In his book As a Man Thinketh, philosopher James Allen says that one is what one thinks, with character being the complete sum of all one’s thoughts. And upon analysis, one wonders how those thoughts and beliefs may also be analyzed in regards to personal failure.
Author Geoffrey James outlines “5 Toxic Beliefs That Ruin Careers.” Let’s look at those beliefs, and see how they relate to one’s thinking.
My self-worth is based on what others think of me. Too often in life, we are unduly influenced by others, some who mean well for us, and others who do not. It is something like “Well, if that is what they think of me, then that must be what I am.” How foolish.
Philosopher James Allen points out that “They themselves are makers of themselves.” It is actually the control that we muster over our thoughts that make us what we are, and more importantly what we want to become.
My past equals my future. Too often in life, when one experiences temporary setbacks, one assumes that goals are not achievable. Too often we become too easily discouraged, show little persistence and drive to continue toward a worthy accomplishment.
We accept that our life has been a failure so far, therefore we must by fiat continue to fail. This is not logical, but too often we allow ourselves to be caught in this ugly trap of self defeat.
My destiny is controlled by the supernatural. We need to blame someone. We cannot blame ourselves. What do we do? We blame such nebulous concepts as “Luck,” or perhaps “Fate,” and even our “Deity.” If we are able to blame such concepts, then we are relieved of placing the responsibility where it actually belongs, on our own shoulders.
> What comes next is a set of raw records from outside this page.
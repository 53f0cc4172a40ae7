//! The generation context threaded through elaboration.
//!
//! [`GenCtx`] owns the entity arena and the scope tree, borrows the SSA
//! module and the diagnostic handler, and keeps the stack of function
//! frames. A frame tracks the insertion block, the single exit block, the
//! return slot, the loop exit stack, and the lexical scopes to unwind;
//! every path out of a scope (fall-through, `break`, `return`) releases
//! them in LIFO order.

use rustc_hash::FxHashMap;
use slatec_util::{Diagnostic, Handler, Span, Symbol};

use crate::entity::{Entity, EntityArena, FuncId, VarId, Variable};
use crate::error::{DiagKind, Fatal, SemResult};
use crate::scope::{Binding, ScopeId, ScopeOwner, ScopeTree};
use crate::types::{TypeId, TypeKind};
use crate::value::Value;

/// One `break` target.
pub struct LoopFrame {
    pub exit: slatec_ssa::BlockId,
    /// Length of the frame's scope stack when the loop was entered;
    /// `break` unwinds everything above it.
    pub scope_depth: usize,
}

/// Per-function elaboration state.
pub struct FunctionFrame {
    pub func: FuncId,
    pub ssa_func: slatec_ssa::FuncId,
    /// Current insertion block.
    pub block: slatec_ssa::BlockId,
    /// The function's single exit block.
    pub exit_block: slatec_ssa::BlockId,
    /// Where `return` stores its value: an alloca, or the hidden sret
    /// parameter. `None` for `void`.
    pub ret_slot: Option<slatec_ssa::ValueRef>,
    pub ret_type: TypeId,
    pub is_sret: bool,
    /// SSA parameter index of semantic parameter 0 (1 when sret).
    pub param_offset: u32,
    pub loops: Vec<LoopFrame>,
    /// Lexical scopes entered inside this function, outermost first.
    pub scope_stack: Vec<ScopeId>,
}

/// The mutable context of one compilation.
pub struct GenCtx<'a> {
    pub module: &'a mut slatec_ssa::Module,
    pub handler: &'a Handler,
    pub arena: EntityArena,
    pub scopes: ScopeTree,
    /// The scope new declarations land in.
    pub scope_cursor: ScopeId,
    pub frames: Vec<FunctionFrame>,
    pub(crate) generic_depth: usize,
    string_globals: FxHashMap<Symbol, slatec_ssa::GlobalId>,
}

impl<'a> GenCtx<'a> {
    pub fn new(module: &'a mut slatec_ssa::Module, handler: &'a Handler) -> Self {
        let arena = EntityArena::new(module);
        let scopes = ScopeTree::new();
        let root = scopes.root;
        let mut ctx = Self {
            module,
            handler,
            arena,
            scopes,
            scope_cursor: root,
            frames: Vec::new(),
            generic_depth: 0,
            string_globals: FxHashMap::default(),
        };
        ctx.install_builtins();
        ctx
    }

    /// Bind the builtin type names in the root scope.
    fn install_builtins(&mut self) {
        let root = self.scopes.root;
        let mut bind = |ctx: &mut Self, name: &str, ty: TypeId| {
            ctx.scopes
                .insert(root, Symbol::intern(name), Binding::Entity(Entity::Type(ty)))
                .expect("builtin bound twice");
        };

        let void = self.arena.void_type;
        let boolean = self.arena.bool_type;
        bind(self, "void", void);
        bind(self, "bool", boolean);
        for bits in [8u32, 16, 32, 64] {
            let signed = self.arena.int_type(self.module, bits, true);
            bind(self, &format!("i{bits}"), signed);
            let unsigned = self.arena.int_type(self.module, bits, false);
            bind(self, &format!("u{bits}"), unsigned);
        }
        for bits in [32u32, 64] {
            let float = self.arena.float_type(self.module, bits);
            bind(self, &format!("f{bits}"), float);
        }
    }

    // ------------------------------------------------------------------
    // Diagnostics
    // ------------------------------------------------------------------

    /// Record a recoverable diagnostic.
    pub fn report(&self, kind: DiagKind, span: Span) {
        debug_assert!(!kind.is_fatal());
        self.handler
            .emit(Diagnostic::error(kind.to_string(), span).with_code(kind.code()));
    }

    /// Record a fatal diagnostic and produce the abort marker.
    pub fn fatal(&self, kind: DiagKind, span: Span) -> Fatal {
        self.handler
            .emit(Diagnostic::error(kind.to_string(), span).with_code(kind.code()));
        Fatal::new(match kind {
            DiagKind::GenericInstantiationCycle(_) => "generic instantiation cycle",
            _ => "internal invariant violated",
        })
    }

    /// A poisoned value: error-typed, suppresses cascading diagnostics.
    pub fn poison(&self) -> Value {
        Value::constant(
            Symbol::intern("<error>"),
            self.arena.error_type,
            slatec_ssa::Const::int(32, 0),
        )
    }

    /// True if the value is poisoned; operations on poisoned operands
    /// return poison without reporting again.
    pub fn is_poisoned(&self, value: &Value) -> bool {
        self.arena.is_error(value.ty)
    }

    // ------------------------------------------------------------------
    // Frames and builders
    // ------------------------------------------------------------------

    pub fn frame(&self) -> &FunctionFrame {
        self.frames.last().expect("no active function frame")
    }

    pub fn frame_mut(&mut self) -> &mut FunctionFrame {
        self.frames.last_mut().expect("no active function frame")
    }

    /// A builder positioned at the frame's insertion block.
    pub fn bld(&mut self) -> slatec_ssa::Builder<'_> {
        let frame = self.frames.last().expect("no active function frame");
        slatec_ssa::Builder::at(self.module, frame.ssa_func, frame.block)
    }

    /// Move the frame's insertion point.
    pub fn set_block(&mut self, block: slatec_ssa::BlockId) {
        self.frame_mut().block = block;
    }

    /// Allocate a stack slot in the current function.
    pub fn alloc_slot(&mut self, ty: TypeId, name: Symbol) -> slatec_ssa::ValueRef {
        let ssa_ty = self.arena.ssa_type(ty);
        self.bld().alloca(ssa_ty, name)
    }

    // ------------------------------------------------------------------
    // Scope lifecycle
    // ------------------------------------------------------------------

    pub fn current_scope(&self) -> ScopeId {
        self.scope_cursor
    }

    /// Enter a child scope of the current one.
    pub fn enter_scope(&mut self, owner: ScopeOwner) -> ScopeId {
        let scope = self.scopes.push(self.scope_cursor, owner);
        self.scope_cursor = scope;
        if let Some(frame) = self.frames.last_mut() {
            frame.scope_stack.push(scope);
        }
        scope
    }

    /// Enter an existing scope (class scope, generic child scope).
    pub fn enter_existing_scope(&mut self, scope: ScopeId) -> ScopeId {
        let previous = self.scope_cursor;
        self.scope_cursor = scope;
        previous
    }

    /// Restore the cursor saved by [`GenCtx::enter_existing_scope`].
    pub fn restore_scope(&mut self, scope: ScopeId) {
        self.scope_cursor = scope;
    }

    /// Leave the current scope: run destructors in reverse declaration
    /// order (unless control already left the block) and pop.
    pub fn exit_scope(&mut self) -> SemResult<()> {
        let scope = self.scope_cursor;
        if !self.frames.is_empty() && !self.bld().is_terminated() {
            self.destroy_scope_locals(scope)?;
        }
        if let Some(frame) = self.frames.last_mut() {
            debug_assert_eq!(frame.scope_stack.last(), Some(&scope));
            frame.scope_stack.pop();
        }
        self.scope_cursor = self
            .scopes
            .get(scope)
            .parent
            .expect("exited the root scope");
        Ok(())
    }

    /// Emit destructor calls for one scope, last declaration first.
    pub fn destroy_scope_locals(&mut self, scope: ScopeId) -> SemResult<()> {
        let locals: Vec<VarId> = self.scopes.get(scope).locals.clone();
        for var in locals.into_iter().rev() {
            let value = self.arena.vars[var].value.clone();
            let Some(class) = self.arena.class_of(value.ty) else {
                continue;
            };
            let Some(dtor) = self.arena.classes[class].destructor else {
                continue;
            };
            self.emit_direct_call(dtor, vec![value.ssa]);
        }
        Ok(())
    }

    /// Unwind every scope of the current frame (for `return`): reverse
    /// order per scope, outermost last across scopes.
    pub fn unwind_for_return(&mut self) -> SemResult<()> {
        let stack = self.frame().scope_stack.clone();
        for scope in stack.into_iter().rev() {
            self.destroy_scope_locals(scope)?;
        }
        Ok(())
    }

    /// Unwind the scopes entered since the given loop frame (for
    /// `break`).
    pub fn unwind_for_break(&mut self, scope_depth: usize) -> SemResult<()> {
        let stack: Vec<ScopeId> = self.frame().scope_stack[scope_depth..].to_vec();
        for scope in stack.into_iter().rev() {
            self.destroy_scope_locals(scope)?;
        }
        Ok(())
    }

    /// Call a known function with raw SSA arguments (destructor calls and
    /// other synthesized calls that need no conversions).
    pub fn emit_direct_call(&mut self, func: FuncId, args: Vec<slatec_ssa::ValueRef>) {
        let def = &self.arena.funcs[func];
        let signature = self.arena.sigs[def.sig].ssa;
        let callee = slatec_ssa::ValueRef::Func(def.ssa);
        self.bld().call(callee, signature, args, false);
    }

    // ------------------------------------------------------------------
    // Variables
    // ------------------------------------------------------------------

    /// Register a variable in the arena and the current scope.
    ///
    /// `bind` controls whether the name becomes visible; constructed
    /// temporaries are tracked for destruction without a binding.
    pub fn declare_var(
        &mut self,
        name: Symbol,
        variable: Variable,
        span: Span,
        bind: bool,
    ) -> VarId {
        let var = self.arena.vars.push(variable);
        let scope = self.scope_cursor;
        self.scopes.get_mut(scope).locals.push(var);
        if bind {
            if self
                .scopes
                .insert(scope, name, Binding::Entity(Entity::Var(var)))
                .is_err()
            {
                self.report(DiagKind::RedeclaredName(name), span);
            }
        }
        var
    }

    // ------------------------------------------------------------------
    // String literals
    // ------------------------------------------------------------------

    /// Lower a string literal to a private byte global and return an
    /// `i8*` into it. Identical literals share one global.
    pub fn string_literal(&mut self, text: Symbol) -> Value {
        let global = match self.string_globals.get(&text) {
            Some(&g) => g,
            None => {
                let name = Symbol::intern(&format!("str{}", self.string_globals.len()));
                let mut bytes = text.as_str().as_bytes().to_vec();
                bytes.push(0);
                let g = self.module.add_global_bytes(name, bytes);
                self.string_globals.insert(text, g);
                g
            }
        };
        let array_ty = self.module.globals[global].ty;
        let u8t = self.arena.int_type(self.module, 8, false);
        let ptr_sem = self.arena.ptr_type(self.module, u8t);
        let u8_ssa = self.arena.ssa_type(u8t);
        let result_ty = self.module.types.ptr(u8_ssa);

        let zero = slatec_ssa::ValueRef::Const(slatec_ssa::Const::int(32, 0));
        let ptr = self.bld().gep(
            array_ty,
            slatec_ssa::ValueRef::Global(global),
            vec![zero, zero],
            result_ty,
        );
        Value::plain(text, ptr_sem, ptr)
    }

    /// Build a literal value in the constant domain. String literals get
    /// a byte global and need no insertion point, so this also serves
    /// alias targets and generic arguments outside any function.
    pub fn literal_const_value(&mut self, lit: &slatec_ast::Literal) -> Value {
        match &lit.kind {
            slatec_ast::LitKind::Int(v) => {
                let ty = self.arena.int_type(self.module, 32, true);
                Value::constant(
                    Symbol::intern("int"),
                    ty,
                    slatec_ssa::Const::int(32, *v as u64),
                )
            }
            slatec_ast::LitKind::Float(f) => {
                let ty = self.arena.float_type(self.module, 64);
                Value::constant(
                    Symbol::intern("float"),
                    ty,
                    slatec_ssa::Const::Float {
                        bits: 64,
                        value: *f,
                    },
                )
            }
            slatec_ast::LitKind::Bool(b) => self.bool_const(*b),
            slatec_ast::LitKind::Char(c) => {
                let ty = self.arena.int_type(self.module, 8, false);
                Value::constant(
                    Symbol::intern("char"),
                    ty,
                    slatec_ssa::Const::int(8, u64::from(*c)),
                )
            }
            slatec_ast::LitKind::Null => {
                let u8t = self.arena.int_type(self.module, 8, false);
                let ty = self.arena.ptr_type(self.module, u8t);
                let ssa_ty = self.arena.ssa_type(ty);
                Value::constant(
                    Symbol::intern("null"),
                    ty,
                    slatec_ssa::Const::Null { ty: ssa_ty },
                )
            }
            slatec_ast::LitKind::Str(text) => {
                // Address of a private byte global; usable without a
                // builder.
                let name = Symbol::intern(&format!("cstr{}", self.module.globals.len()));
                let mut bytes = text.as_str().as_bytes().to_vec();
                bytes.push(0);
                let global = self.module.add_global_bytes(name, bytes);
                let u8t = self.arena.int_type(self.module, 8, false);
                let ty = self.arena.ptr_type(self.module, u8t);
                Value::plain(*text, ty, slatec_ssa::ValueRef::Global(global))
            }
        }
    }

    // ------------------------------------------------------------------
    // Misc
    // ------------------------------------------------------------------

    /// The boolean-typed `true`/`false` constant.
    pub fn bool_const(&self, value: bool) -> Value {
        Value::constant(
            Symbol::intern(if value { "true" } else { "false" }),
            self.arena.bool_type,
            slatec_ssa::Const::int(1, u64::from(value)),
        )
    }

    /// Whether the type has (or inherits nothing that changes this) a
    /// class kind; used for member dispatch.
    pub fn type_is_class(&self, ty: TypeId) -> bool {
        matches!(
            self.arena.type_kind(self.arena.strip_refs(ty)),
            TypeKind::Class(_)
        )
    }
}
This thinking is actually insidious because it robs us of our initiative, and makes us “passive as they wait for their “Luck” to change.” Remember, “Good Luck” is often the result of thorough preparation.
My emotions accurately reflect objective reality. Author Geoffrey James continues with, “Some people believe that their emotions are caused by external events. In truth, though emotions are determined by the perception of those events, combined with preconceptions about what those events mean. Such people find it difficult or impossible to ‘get out of their own heads’ and see situations from another person’s point of view.”
Could it be that too much emphasis is placed on how we “feel?” Would it be wiser to think a situation through and base our actions on facts and logical thinking?
My goal is to be perfect or do something perfectly. Let us face the truth: Perfection is unattainable. We are human beings and are not perfect. By expecting and insisting on perfection, we are setting ourselves up for failure.
If one strives for perfection, considers oneself a perfectionist, author Geoffrey James says “Perfectionists blame the world (and everything in it) rather than doing what’s necessary to accomplish extraordinary results.”
We are all the product of our own thinking. The realization of this fact is perhaps the first step toward solution and removing oneself from the rut of failure.
Napoleon Hill, author of one of the leading books for securing personal success, Think and Grow Rich, details 30 major reasons for personal failure. Some of these reasons one has control of, such as insufficient education, lack of self discipline, procrastination, lack of persistence, uncontrolled desire for “something for nothing,” lack of a well defined power of decision, over-caution, superstition and prejudice, lack of enthusiasm, intolerance, inability to cooperate with others, dishonesty, egotism, and vanity, and guessing instead of thinking.
An analysis of all of these “lacks” leads us back to our original point, controlling our own thinking. We are what we believe, and what we believe, we are. The most exciting point however is that our thinking may be changed.
Try this experiment: the next time someone says to you “How are you?” try answering with “I’m fabulous, and I’m getting better every day!”
You will be amused at the reaction you get from others, and you will also find that you feel better.